### Your objective
Provide only the number of lines below that contain the word "semantic".

[Stored records]
----

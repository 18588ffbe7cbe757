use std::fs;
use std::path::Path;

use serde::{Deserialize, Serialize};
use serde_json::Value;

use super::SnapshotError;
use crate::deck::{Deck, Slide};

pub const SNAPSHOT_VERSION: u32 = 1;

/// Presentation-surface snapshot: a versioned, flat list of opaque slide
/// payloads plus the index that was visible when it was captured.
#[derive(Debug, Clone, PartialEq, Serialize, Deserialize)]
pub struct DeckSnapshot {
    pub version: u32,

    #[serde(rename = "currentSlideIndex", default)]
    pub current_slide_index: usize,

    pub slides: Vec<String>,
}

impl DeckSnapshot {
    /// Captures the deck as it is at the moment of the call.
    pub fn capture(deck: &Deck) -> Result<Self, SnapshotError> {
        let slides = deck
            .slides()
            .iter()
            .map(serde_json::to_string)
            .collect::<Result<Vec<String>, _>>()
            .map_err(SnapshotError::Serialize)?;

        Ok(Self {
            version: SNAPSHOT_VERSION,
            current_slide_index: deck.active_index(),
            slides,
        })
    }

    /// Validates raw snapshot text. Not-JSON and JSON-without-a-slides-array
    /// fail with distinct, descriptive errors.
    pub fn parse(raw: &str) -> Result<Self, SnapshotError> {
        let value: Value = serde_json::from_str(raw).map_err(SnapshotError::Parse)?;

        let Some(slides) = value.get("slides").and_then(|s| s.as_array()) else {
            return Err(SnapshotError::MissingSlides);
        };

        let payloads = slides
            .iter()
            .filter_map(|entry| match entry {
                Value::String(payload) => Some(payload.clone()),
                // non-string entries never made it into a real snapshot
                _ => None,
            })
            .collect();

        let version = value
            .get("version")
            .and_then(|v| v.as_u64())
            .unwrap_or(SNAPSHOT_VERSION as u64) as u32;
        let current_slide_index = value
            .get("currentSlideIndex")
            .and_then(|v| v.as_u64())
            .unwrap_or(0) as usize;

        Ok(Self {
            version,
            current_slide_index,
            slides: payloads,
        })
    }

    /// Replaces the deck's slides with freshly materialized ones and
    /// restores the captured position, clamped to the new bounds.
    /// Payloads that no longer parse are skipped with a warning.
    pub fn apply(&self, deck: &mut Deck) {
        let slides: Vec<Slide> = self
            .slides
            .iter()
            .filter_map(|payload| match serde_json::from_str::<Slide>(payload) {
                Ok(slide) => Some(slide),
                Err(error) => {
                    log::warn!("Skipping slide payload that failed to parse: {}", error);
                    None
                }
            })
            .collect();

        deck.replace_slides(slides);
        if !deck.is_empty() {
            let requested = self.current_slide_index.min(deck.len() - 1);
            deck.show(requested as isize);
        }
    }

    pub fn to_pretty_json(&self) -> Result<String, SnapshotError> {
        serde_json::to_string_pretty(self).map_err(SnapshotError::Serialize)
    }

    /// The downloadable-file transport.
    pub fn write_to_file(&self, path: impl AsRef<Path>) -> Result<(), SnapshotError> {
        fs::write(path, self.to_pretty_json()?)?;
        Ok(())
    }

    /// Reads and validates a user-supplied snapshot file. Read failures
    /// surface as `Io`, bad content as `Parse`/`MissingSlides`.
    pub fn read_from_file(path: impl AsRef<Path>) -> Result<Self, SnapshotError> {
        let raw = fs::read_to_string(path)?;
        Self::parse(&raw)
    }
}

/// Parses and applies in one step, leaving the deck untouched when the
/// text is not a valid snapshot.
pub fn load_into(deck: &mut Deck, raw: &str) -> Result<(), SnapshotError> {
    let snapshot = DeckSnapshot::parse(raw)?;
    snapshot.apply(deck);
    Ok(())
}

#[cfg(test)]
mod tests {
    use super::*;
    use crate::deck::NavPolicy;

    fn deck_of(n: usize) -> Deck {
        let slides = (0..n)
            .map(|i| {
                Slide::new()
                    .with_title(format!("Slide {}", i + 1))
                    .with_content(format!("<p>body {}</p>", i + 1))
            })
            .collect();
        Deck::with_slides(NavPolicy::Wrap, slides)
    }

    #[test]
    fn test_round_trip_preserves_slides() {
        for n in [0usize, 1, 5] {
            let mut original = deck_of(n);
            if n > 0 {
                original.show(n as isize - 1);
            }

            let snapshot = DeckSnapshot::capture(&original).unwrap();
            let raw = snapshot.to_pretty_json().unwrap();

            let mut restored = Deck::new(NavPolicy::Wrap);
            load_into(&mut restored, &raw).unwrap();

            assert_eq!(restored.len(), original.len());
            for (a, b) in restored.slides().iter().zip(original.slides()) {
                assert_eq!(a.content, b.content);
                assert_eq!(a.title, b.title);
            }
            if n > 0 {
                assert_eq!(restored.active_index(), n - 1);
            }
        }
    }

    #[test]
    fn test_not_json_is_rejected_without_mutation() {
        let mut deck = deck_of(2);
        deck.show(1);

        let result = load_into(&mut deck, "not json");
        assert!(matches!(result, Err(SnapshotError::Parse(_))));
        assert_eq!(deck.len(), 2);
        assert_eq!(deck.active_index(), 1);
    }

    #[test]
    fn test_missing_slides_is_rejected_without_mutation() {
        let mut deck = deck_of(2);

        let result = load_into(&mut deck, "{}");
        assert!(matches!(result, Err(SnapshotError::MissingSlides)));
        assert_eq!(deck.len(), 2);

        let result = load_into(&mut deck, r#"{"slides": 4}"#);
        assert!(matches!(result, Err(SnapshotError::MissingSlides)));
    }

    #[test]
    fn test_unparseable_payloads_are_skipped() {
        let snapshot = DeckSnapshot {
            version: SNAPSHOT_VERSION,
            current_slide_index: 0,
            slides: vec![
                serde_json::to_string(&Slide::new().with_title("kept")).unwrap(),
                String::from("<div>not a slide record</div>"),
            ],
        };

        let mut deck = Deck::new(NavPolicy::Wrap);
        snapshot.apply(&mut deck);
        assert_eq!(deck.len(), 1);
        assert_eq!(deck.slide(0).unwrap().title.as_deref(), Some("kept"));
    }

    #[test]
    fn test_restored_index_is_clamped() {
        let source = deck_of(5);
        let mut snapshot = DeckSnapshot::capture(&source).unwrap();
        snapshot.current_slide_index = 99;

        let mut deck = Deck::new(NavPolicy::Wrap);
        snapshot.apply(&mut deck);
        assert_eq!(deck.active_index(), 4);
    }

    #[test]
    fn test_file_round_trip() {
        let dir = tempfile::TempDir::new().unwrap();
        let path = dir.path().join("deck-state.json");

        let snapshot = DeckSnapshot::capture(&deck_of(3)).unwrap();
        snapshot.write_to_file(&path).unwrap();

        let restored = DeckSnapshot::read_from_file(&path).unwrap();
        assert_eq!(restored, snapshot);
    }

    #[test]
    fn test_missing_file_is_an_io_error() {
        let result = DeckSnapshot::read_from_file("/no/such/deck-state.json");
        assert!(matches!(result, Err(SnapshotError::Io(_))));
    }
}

----

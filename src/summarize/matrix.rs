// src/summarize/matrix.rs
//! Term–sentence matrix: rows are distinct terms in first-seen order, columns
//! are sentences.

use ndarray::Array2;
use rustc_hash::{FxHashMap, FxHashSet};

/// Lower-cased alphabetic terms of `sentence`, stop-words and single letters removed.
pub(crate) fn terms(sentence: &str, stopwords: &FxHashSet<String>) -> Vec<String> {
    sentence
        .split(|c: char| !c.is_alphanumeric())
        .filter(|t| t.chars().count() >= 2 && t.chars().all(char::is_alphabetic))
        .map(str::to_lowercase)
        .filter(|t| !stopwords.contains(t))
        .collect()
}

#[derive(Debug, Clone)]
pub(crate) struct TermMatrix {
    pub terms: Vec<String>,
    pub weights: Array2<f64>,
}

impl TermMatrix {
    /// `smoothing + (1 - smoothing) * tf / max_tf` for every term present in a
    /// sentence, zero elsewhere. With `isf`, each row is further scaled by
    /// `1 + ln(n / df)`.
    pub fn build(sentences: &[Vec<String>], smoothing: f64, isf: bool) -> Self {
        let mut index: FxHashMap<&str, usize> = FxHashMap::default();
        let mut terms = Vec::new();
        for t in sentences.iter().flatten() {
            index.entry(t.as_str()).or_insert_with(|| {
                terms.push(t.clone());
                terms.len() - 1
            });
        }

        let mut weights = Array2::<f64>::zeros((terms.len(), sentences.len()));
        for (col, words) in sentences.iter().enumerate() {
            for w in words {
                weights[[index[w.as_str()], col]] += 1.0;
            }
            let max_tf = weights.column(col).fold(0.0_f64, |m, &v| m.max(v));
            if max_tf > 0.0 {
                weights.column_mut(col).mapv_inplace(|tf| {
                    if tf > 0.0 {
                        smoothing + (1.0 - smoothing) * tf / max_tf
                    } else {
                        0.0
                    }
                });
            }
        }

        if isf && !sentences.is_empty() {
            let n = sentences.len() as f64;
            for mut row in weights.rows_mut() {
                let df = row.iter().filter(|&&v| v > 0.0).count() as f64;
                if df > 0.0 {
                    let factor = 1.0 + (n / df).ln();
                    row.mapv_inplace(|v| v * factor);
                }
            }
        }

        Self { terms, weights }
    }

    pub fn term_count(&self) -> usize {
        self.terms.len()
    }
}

----

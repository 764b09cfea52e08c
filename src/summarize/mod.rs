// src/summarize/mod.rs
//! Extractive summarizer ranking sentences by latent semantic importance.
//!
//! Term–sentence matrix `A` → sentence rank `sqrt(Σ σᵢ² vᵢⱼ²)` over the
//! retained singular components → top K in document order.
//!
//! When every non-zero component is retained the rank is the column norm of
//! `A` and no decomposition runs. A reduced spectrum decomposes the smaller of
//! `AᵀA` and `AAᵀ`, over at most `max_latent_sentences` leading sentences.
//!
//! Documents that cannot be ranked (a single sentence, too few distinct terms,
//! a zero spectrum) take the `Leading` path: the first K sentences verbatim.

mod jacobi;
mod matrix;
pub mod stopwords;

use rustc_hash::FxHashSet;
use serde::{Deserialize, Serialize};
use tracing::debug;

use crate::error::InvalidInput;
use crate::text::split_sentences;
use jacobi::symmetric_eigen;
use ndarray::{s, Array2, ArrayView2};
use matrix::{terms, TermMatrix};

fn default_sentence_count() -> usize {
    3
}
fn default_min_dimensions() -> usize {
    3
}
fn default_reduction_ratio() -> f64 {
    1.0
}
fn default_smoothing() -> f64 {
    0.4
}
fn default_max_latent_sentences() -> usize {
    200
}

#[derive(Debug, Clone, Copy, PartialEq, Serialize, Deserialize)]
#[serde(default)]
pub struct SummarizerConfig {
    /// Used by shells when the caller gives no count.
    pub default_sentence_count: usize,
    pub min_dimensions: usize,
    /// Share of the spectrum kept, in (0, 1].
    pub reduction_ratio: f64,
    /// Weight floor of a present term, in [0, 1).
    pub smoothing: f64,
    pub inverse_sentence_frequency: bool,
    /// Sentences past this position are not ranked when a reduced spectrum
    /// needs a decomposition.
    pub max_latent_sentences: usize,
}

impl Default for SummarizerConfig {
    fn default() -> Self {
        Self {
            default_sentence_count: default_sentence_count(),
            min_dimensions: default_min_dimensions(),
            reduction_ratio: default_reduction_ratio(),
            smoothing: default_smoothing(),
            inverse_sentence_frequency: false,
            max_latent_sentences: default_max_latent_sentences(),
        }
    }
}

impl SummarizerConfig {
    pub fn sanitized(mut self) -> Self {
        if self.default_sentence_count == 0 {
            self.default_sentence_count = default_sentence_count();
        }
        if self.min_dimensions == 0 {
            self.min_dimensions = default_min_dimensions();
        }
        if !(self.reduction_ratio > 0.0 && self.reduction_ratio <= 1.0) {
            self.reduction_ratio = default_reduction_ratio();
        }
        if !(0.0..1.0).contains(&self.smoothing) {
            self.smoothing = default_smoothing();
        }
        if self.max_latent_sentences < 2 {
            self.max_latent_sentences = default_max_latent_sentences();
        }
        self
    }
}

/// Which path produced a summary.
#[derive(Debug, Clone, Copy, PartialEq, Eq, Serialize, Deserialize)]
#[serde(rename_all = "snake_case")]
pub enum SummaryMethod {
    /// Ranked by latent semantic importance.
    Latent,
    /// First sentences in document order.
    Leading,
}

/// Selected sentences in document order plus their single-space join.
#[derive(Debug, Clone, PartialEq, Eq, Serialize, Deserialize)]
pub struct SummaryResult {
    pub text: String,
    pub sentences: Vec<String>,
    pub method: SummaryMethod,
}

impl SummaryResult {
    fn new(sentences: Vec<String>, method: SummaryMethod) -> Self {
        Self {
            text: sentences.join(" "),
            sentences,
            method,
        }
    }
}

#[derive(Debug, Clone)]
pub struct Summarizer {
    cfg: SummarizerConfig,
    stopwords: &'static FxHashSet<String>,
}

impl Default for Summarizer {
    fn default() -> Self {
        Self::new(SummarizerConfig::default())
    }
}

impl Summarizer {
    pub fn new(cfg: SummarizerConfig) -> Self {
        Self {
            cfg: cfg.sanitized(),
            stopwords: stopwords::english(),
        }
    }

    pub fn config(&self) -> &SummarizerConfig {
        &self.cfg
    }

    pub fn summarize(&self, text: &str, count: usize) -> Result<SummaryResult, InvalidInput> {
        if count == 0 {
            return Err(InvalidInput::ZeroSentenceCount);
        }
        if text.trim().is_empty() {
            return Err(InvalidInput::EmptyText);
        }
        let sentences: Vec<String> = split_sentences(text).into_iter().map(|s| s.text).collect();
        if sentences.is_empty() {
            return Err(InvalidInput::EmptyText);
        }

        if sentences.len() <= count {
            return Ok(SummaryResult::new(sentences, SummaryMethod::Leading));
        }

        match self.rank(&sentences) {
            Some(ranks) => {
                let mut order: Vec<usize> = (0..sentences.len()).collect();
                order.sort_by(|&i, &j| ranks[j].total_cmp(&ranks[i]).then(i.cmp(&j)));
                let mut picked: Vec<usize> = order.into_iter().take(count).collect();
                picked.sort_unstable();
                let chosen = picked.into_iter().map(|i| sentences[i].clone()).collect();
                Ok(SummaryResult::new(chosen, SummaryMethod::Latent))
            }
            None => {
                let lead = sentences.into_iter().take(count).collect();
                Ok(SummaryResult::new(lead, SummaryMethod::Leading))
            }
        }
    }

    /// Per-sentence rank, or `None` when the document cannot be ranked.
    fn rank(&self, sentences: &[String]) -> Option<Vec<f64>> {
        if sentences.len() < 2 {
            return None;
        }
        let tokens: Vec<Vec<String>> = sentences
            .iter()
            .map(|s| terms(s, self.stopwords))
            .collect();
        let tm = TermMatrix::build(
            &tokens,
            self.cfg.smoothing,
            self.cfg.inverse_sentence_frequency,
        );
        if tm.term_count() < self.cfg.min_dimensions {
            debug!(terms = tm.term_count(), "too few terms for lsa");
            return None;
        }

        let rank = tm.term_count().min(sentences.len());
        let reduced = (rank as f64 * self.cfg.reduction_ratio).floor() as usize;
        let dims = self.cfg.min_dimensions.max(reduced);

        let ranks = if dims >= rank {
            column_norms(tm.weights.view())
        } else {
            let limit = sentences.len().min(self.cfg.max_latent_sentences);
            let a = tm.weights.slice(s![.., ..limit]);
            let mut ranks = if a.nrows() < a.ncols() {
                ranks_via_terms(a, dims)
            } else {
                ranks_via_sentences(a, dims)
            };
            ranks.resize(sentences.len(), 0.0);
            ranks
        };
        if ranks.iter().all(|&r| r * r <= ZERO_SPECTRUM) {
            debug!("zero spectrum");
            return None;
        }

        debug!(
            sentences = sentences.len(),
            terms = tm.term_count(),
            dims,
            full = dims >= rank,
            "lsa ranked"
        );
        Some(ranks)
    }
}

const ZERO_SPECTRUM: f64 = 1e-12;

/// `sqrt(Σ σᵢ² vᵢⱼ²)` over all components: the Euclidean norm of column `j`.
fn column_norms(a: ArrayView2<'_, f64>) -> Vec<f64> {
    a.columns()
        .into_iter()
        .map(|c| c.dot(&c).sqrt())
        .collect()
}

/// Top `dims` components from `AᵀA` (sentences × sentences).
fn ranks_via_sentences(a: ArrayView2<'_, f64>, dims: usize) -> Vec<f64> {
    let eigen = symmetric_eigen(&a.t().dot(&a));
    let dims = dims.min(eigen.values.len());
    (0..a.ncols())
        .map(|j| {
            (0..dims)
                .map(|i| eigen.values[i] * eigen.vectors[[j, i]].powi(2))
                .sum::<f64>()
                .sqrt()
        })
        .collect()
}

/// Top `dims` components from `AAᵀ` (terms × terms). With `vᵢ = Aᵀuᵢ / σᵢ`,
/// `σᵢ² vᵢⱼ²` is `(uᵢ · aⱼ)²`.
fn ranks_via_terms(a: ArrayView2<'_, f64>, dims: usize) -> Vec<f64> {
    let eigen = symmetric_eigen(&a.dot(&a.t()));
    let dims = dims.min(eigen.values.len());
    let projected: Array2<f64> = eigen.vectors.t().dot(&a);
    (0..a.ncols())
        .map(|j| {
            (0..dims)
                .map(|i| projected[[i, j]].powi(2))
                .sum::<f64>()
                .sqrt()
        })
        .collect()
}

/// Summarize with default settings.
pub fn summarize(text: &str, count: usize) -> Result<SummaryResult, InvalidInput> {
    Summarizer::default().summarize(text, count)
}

----

### Solution to the problem
2